Upper Critical Field and Hall effect in superconducting perovskite $MgCNi_3$

Abstract

Upper critical field $H_{c2}$ and Hall coefficient $R_H$ in superconducting perovskite $MgCNi_3$ have been studied. The normal state $\rho(T)$ behavior is similar to that observed in oxide perovskite $(Ba,K)BiO_3$ (BKBO), in which $\rho(T)$ fits well curve predicted by Bloch-Gr\"{u}neisen theory consistently with electron-phonon scattering. $H_{c2}(T)$, determined from the onset of the resistive superconducting transition under magnetic fields, can be described by an expression $H_{c2}(T)$ = $H_{c2}(0)[1-(T/T_c)^2]$ with the zero-temperature critical field $H_{c2}(0)$ = 8.1 T followed by conventional type-II superconductors.

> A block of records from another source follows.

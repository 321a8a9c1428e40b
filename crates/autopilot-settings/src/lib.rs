//! # autopilot-settings
//!
//! Configuration for the autopilot orchestrator.
//!
//! Settings are resolved from three layers (in priority order):
//! 1. **Compiled defaults**: [`Settings::default()`]
//! 2. **Config file**: JSON at `$AUTOPILOT_CONFIG`, deep-merged over defaults
//! 3. **Environment variables**, highest priority
//!
//! Credentials never pass through the serializable [`Settings`]; they are
//! read from the environment into [`Credentials`] and kept behind
//! [`secrecy::SecretString`].

pub mod credentials;
pub mod errors;
pub mod loader;
pub mod types;

pub use credentials::Credentials;
pub use errors::{Result, SettingsError};
pub use loader::{
    apply_overrides, deep_merge, load_settings, load_settings_from_path, load_settings_with, LoadedSettings,
    SettingsWarning,
};
pub use types::{AgentSettings, LinearSettings, LogFormat, LogSettings, ServerSettings, Settings};
//! On-disk configuration (`config.toml`) with environment overrides

use std::fs;
use std::path::{Path, PathBuf};

use serde::{Deserialize, Serialize};

use crate::api::ProviderKind;
use crate::error::ConfigError;
use crate::geolocation::{DEFAULT_IP_API_URL, GeolocationMode};
use crate::i18n::Language;

pub const OPENWEATHERMAP_KEY_VAR: &str = "OPENWEATHERMAP_API_KEY";
pub const WAQI_TOKEN_VAR: &str = "WAQI_TOKEN";

/// Example:
///
/// ```toml
/// provider = "openweathermap"
/// openweathermap_api_key = "..."
/// waqi_token = "..."
/// language = "hi"
/// dark_mode = true
/// city = "London"
///
/// [geolocation]
/// mode = "fixed"
/// lat = 51.5
/// lon = -0.12
/// ```
#[derive(Debug, Clone, Default, PartialEq, Serialize, Deserialize)]
#[serde(default)]
pub struct Config {
    /// Unset: OpenWeatherMap when a key is available, Open-Meteo otherwise
    pub provider: Option<ProviderKind>,
    pub openweathermap_api_key: Option<String>,
    pub waqi_token: Option<String>,
    pub language: Language,
    pub dark_mode: bool,
    /// Searched on startup
    pub city: Option<String>,
    pub refresh_interval_secs: Option<u64>,
    pub geolocation: GeolocationMode,
    pub log_file: Option<PathBuf>,
    pub endpoints: Endpoints,
}

#[derive(Debug, Clone, PartialEq, Serialize, Deserialize)]
#[serde(default)]
pub struct Endpoints {
    pub openweathermap: String,
    pub waqi: String,
    pub open_meteo_geocoding: String,
    pub open_meteo_forecast: String,
    pub open_meteo_air_quality: String,
    pub nominatim: String,
    pub ip_api: String,
}

impl Default for Endpoints {
    fn default() -> Self {
        let open_meteo = crate::api::OpenMeteoEndpoints::default();
        Self {
            openweathermap: "https://api.openweathermap.org".into(),
            waqi: "https://api.waqi.info".into(),
            open_meteo_geocoding: open_meteo.geocoding,
            open_meteo_forecast: open_meteo.forecast,
            open_meteo_air_quality: open_meteo.air_quality,
            nominatim: open_meteo.reverse,
            ip_api: DEFAULT_IP_API_URL.into(),
        }
    }
}

impl Config {
    /// Load from `path` (or the default location), then apply env overrides.
    /// A missing file yields defaults.
    pub fn load(path: Option<&Path>) -> Result<Self, ConfigError> {
        let path = path.map(Path::to_path_buf).or_else(Self::default_path);
        let mut config = match path {
            Some(path) if path.exists() => {
                let contents = fs::read_to_string(&path).map_err(|source| ConfigError::Read {
                    path: path.display().to_string(),
                    source,
                })?;
                Self::from_toml(&contents).map_err(|source| ConfigError::Parse {
                    path: path.display().to_string(),
                    source,
                })?
            }
            _ => Self::default(),
        };
        config.apply_env(|name| std::env::var(name).ok());
        Ok(config)
    }

    pub fn from_toml(contents: &str) -> Result<Self, toml::de::Error> {
        toml::from_str(contents)
    }

    /// Environment values win over file values
    pub fn apply_env(&mut self, lookup: impl Fn(&str) -> Option<String>) {
        if let Some(key) = lookup(OPENWEATHERMAP_KEY_VAR).filter(|v| !v.trim().is_empty()) {
            self.openweathermap_api_key = Some(key);
        }
        if let Some(token) = lookup(WAQI_TOKEN_VAR).filter(|v| !v.trim().is_empty()) {
            self.waqi_token = Some(token);
        }
    }

    pub fn default_path() -> Option<PathBuf> {
        dirs_next::config_dir().map(|dir| dir.join("weather-dash").join("config.toml"))
    }

    pub fn provider_kind(&self) -> ProviderKind {
        match self.provider {
            Some(kind) => kind,
            None if self.openweathermap_api_key.is_some() => ProviderKind::OpenWeatherMap,
            None => ProviderKind::OpenMeteo,
        }
    }

    pub fn log_path(&self) -> PathBuf {
        self.log_file.clone().unwrap_or_else(|| {
            dirs_next::cache_dir()
                .map(|dir| dir.join("weather-dash"))
                .unwrap_or_else(|| PathBuf::from("."))
                .join("weather-dash.log")
        })
    }
}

It is found that $R_H$ of $MgCNi_3$ is negative and its magnitude increases as temperature decreases. At T = 100 K, $R_H$ = $-4.3 \times 10^{-10} m^3/C$, and the calculated carrier density is $1.4 \times 10^{22}/cm^3$, which is comparable with that in perovskite $(Ba,K)BiO_3$, and less than that of the metallic binary $MgB_2$.